• **WORK INSTRUCTIONS**: In the records below, begin at the line containing "let current = next?;" and end at the line containing "pub fn of_conn(conn: &dyn"; quote every line in that span exactly, including both boundary lines, and no others.

• **DATA FOR REVIEW**:
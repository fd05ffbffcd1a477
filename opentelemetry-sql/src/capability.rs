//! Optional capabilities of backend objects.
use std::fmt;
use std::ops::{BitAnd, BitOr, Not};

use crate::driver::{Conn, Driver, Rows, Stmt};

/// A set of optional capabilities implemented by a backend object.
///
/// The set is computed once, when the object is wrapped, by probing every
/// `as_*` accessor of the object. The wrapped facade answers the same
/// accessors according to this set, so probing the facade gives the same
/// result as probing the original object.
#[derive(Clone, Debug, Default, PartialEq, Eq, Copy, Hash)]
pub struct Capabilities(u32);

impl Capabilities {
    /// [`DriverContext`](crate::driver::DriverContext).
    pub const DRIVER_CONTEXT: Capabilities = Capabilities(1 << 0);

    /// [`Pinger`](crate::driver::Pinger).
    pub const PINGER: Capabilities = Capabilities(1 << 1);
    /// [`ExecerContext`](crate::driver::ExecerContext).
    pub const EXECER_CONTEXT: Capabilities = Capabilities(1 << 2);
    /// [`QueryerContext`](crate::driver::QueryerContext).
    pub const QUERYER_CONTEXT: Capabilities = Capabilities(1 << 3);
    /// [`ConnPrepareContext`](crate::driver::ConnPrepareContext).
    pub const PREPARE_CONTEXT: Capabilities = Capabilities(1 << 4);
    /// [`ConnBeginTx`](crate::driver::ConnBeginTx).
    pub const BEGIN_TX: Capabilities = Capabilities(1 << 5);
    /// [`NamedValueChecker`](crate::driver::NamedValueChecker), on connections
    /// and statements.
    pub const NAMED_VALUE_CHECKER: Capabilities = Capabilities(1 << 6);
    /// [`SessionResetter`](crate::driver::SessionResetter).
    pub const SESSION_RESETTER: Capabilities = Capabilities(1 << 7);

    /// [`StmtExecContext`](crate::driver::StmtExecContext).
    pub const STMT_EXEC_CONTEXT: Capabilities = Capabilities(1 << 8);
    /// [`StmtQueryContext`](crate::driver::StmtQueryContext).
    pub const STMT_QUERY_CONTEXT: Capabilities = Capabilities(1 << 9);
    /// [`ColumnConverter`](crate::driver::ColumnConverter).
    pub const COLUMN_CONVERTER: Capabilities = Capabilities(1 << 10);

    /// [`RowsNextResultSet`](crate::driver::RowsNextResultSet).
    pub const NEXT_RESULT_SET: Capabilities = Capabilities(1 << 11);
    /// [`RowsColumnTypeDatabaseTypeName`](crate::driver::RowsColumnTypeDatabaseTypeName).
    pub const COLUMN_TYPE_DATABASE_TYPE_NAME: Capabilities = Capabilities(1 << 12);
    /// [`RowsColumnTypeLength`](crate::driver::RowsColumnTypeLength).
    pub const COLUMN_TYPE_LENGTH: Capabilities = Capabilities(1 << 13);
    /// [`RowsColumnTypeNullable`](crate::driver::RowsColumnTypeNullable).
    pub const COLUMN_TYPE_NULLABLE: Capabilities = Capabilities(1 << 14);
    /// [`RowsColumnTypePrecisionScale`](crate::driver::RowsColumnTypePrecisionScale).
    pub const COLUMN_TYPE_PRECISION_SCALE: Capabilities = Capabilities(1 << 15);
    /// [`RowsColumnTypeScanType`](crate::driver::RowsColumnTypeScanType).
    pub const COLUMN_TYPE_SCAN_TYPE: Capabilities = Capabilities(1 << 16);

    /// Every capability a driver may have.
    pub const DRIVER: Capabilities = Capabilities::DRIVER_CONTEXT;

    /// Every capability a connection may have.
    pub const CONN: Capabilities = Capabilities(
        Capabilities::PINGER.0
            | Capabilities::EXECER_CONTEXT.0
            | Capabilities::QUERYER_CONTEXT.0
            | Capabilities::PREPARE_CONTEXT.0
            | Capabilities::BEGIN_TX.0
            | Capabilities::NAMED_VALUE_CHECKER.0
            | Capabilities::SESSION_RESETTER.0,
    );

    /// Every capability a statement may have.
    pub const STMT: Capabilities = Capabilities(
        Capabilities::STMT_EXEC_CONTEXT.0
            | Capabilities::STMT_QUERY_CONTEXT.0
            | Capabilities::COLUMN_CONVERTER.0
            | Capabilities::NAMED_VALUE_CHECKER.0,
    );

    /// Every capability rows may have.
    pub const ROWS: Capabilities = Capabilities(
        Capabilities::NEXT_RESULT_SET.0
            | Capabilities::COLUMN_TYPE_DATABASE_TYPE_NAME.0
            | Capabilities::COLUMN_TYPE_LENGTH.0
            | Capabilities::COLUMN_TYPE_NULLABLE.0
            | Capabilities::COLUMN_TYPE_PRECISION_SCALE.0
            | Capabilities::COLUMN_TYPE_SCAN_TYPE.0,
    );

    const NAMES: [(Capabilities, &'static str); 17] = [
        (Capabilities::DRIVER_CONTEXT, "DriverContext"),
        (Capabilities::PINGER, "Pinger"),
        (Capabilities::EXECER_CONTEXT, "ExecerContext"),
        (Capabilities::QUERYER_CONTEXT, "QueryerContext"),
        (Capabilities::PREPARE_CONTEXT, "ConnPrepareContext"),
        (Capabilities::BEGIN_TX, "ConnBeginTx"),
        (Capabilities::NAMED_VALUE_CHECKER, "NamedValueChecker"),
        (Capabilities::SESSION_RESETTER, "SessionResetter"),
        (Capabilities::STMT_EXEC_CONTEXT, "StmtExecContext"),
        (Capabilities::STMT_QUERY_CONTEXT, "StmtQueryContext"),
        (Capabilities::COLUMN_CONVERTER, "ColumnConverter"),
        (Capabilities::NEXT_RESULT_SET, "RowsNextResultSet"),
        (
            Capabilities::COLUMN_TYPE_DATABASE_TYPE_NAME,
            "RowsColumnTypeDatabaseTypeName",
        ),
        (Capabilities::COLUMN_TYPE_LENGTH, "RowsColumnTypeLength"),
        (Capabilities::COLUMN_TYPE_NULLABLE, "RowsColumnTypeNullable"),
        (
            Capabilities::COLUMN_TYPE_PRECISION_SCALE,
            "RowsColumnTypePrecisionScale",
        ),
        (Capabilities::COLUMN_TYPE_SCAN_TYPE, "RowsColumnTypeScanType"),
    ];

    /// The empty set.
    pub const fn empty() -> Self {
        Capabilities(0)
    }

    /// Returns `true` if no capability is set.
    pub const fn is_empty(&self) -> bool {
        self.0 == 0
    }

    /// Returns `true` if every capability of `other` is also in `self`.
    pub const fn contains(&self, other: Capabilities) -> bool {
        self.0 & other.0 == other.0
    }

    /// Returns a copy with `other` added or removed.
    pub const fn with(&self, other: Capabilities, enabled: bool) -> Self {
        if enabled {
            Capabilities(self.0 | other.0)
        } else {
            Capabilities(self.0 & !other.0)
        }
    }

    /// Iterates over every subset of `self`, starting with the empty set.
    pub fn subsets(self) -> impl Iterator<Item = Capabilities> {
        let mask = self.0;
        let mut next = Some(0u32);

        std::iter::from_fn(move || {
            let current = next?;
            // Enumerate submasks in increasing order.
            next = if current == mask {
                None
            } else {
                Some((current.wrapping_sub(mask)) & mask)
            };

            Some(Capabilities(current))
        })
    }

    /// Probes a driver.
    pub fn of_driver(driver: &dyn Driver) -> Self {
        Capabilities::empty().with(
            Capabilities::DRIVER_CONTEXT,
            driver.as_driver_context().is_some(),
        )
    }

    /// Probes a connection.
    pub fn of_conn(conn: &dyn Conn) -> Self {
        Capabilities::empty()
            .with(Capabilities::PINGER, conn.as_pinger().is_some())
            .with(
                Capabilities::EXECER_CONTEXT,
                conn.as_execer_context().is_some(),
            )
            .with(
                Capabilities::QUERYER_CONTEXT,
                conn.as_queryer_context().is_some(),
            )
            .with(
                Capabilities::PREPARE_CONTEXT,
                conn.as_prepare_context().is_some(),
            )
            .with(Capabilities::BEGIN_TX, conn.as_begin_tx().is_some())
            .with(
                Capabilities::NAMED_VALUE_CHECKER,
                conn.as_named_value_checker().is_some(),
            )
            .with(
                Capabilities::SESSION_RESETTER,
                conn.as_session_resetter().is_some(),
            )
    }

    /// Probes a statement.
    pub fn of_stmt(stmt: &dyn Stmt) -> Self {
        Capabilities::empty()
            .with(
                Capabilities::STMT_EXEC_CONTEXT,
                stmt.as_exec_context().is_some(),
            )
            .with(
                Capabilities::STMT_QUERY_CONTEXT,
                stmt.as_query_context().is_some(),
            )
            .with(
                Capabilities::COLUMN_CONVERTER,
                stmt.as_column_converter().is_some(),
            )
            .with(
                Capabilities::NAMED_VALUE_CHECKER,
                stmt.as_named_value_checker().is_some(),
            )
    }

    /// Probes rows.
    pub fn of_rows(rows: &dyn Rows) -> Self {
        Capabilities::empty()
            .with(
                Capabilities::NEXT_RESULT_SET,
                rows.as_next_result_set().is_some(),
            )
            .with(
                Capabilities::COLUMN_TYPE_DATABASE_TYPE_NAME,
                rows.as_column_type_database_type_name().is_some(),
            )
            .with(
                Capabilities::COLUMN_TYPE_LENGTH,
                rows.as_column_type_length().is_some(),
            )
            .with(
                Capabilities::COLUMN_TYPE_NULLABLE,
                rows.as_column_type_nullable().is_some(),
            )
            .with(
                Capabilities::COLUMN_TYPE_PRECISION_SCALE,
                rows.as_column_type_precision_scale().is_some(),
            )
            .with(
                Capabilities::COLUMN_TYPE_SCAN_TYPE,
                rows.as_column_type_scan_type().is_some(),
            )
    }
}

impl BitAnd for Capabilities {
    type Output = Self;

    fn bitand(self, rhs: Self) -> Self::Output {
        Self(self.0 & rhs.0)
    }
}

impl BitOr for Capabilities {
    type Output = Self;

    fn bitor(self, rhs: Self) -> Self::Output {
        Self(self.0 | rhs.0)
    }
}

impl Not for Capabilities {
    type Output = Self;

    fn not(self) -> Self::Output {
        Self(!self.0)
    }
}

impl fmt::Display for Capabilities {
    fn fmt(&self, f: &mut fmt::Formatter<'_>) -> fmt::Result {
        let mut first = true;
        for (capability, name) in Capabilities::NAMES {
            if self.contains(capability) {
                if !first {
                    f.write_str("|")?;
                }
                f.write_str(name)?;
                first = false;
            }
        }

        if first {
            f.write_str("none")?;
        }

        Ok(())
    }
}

• **RESULT BELOW**:
            let current = next?;
            // Enumerate submasks in increasing order.
            next = if current == mask {
                None
            } else {
                Some((current.wrapping_sub(mask)) & mask)
            };

            Some(Capabilities(current))
        })
    }

    /// Probes a driver.
    pub fn of_driver(driver: &dyn Driver) -> Self {
        Capabilities::empty().with(
            Capabilities::DRIVER_CONTEXT,
            driver.as_driver_context().is_some(),
        )
    }

    /// Probes a connection.
    pub fn of_conn(conn: &dyn Conn) -> Self {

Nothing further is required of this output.